== DESCRIPTION OF THE TASK ==
Go through the listing and return every line with "tracing" in it.
*** DATA LISTING ***
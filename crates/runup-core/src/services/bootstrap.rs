use tokio::time::Instant;

use crate::error::Result;
use crate::models::{BootstrapConfig, BootstrapReport, Phase};
use crate::services::launch::{self, Launcher};
use crate::services::probe;
use crate::services::provision::{self, AccountDirectory};

/// Schema discovery and application, two sequential external calls. The
/// external engine owns idempotency; re-running with nothing pending is a
/// no-op.
pub trait SchemaSync {
    fn discover_changes(&self) -> impl std::future::Future<Output = Result<()>> + Send;
    fn apply_changes(&self) -> impl std::future::Future<Output = Result<()>> + Send;
}

/// Static-asset collection into the serving location.
pub trait AssetPublisher {
    fn publish(
        &self,
        overwrite: bool,
        interactive: bool,
    ) -> impl std::future::Future<Output = Result<()>> + Send;
}

/// The top-level sequence driver. One instance per process start; runs the
/// five phases strictly in order and aborts on the first failure. There is
/// no rollback of completed phases: every external step is safe to invoke
/// again on the next start.
pub struct Bootstrap<S, A, D, L> {
    config: BootstrapConfig,
    schema: S,
    assets: A,
    directory: D,
    launcher: L,
}

impl<S, A, D, L> Bootstrap<S, A, D, L>
where
    S: SchemaSync,
    A: AssetPublisher,
    D: AccountDirectory,
    L: Launcher,
{
    pub fn new(config: BootstrapConfig, schema: S, assets: A, directory: D, launcher: L) -> Self {
        Self {
            config,
            schema,
            assets,
            directory,
            launcher,
        }
    }

    /// Probing → Synchronizing → Publishing → Provisioning → Launching.
    ///
    /// Returns the exit code of the launched application process; the caller
    /// forwards it as its own.
    pub async fn run(&self) -> Result<i32> {
        let mut report = BootstrapReport::new();

        tracing::info!(database = %self.config.database, "waiting for dependency");
        let started = Instant::now();
        probe::await_ready(
            &self.config.database,
            self.config.poll_interval,
            self.config.max_wait,
        )
        .await?;
        report.record(Phase::Probing, started.elapsed());

        tracing::info!("synchronizing schema");
        let started = Instant::now();
        self.schema.discover_changes().await?;
        self.schema.apply_changes().await?;
        report.record(Phase::Synchronizing, started.elapsed());

        tracing::info!("publishing static assets");
        let started = Instant::now();
        self.assets.publish(true, false).await?;
        report.record(Phase::Publishing, started.elapsed());

        tracing::info!("provisioning privileged account");
        let started = Instant::now();
        let outcome =
            provision::ensure_privileged_account(&self.directory, &self.config.admin).await?;
        report.provision_outcome = Some(outcome);
        report.record(Phase::Provisioning, started.elapsed());

        for record in &report.phases {
            tracing::debug!(phase = %record.phase, elapsed = ?record.elapsed, "phase complete");
        }
        tracing::info!(
            started_at = %report.started_at,
            outcome = ?report.provision_outcome,
            "bootstrap complete, handing over"
        );

        launch::launch(&self.launcher, self.config.run_mode(), &self.config).await
    }
}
*** End of DATA LISTING ***
== COMPLETED EXERCISE ==
        tracing::info!(database = %self.config.database, "waiting for dependency");
        tracing::info!("synchronizing schema");
        tracing::info!("publishing static assets");
        tracing::info!("provisioning privileged account");
            tracing::debug!(phase = %record.phase, elapsed = ?record.elapsed, "phase complete");
        tracing::info!(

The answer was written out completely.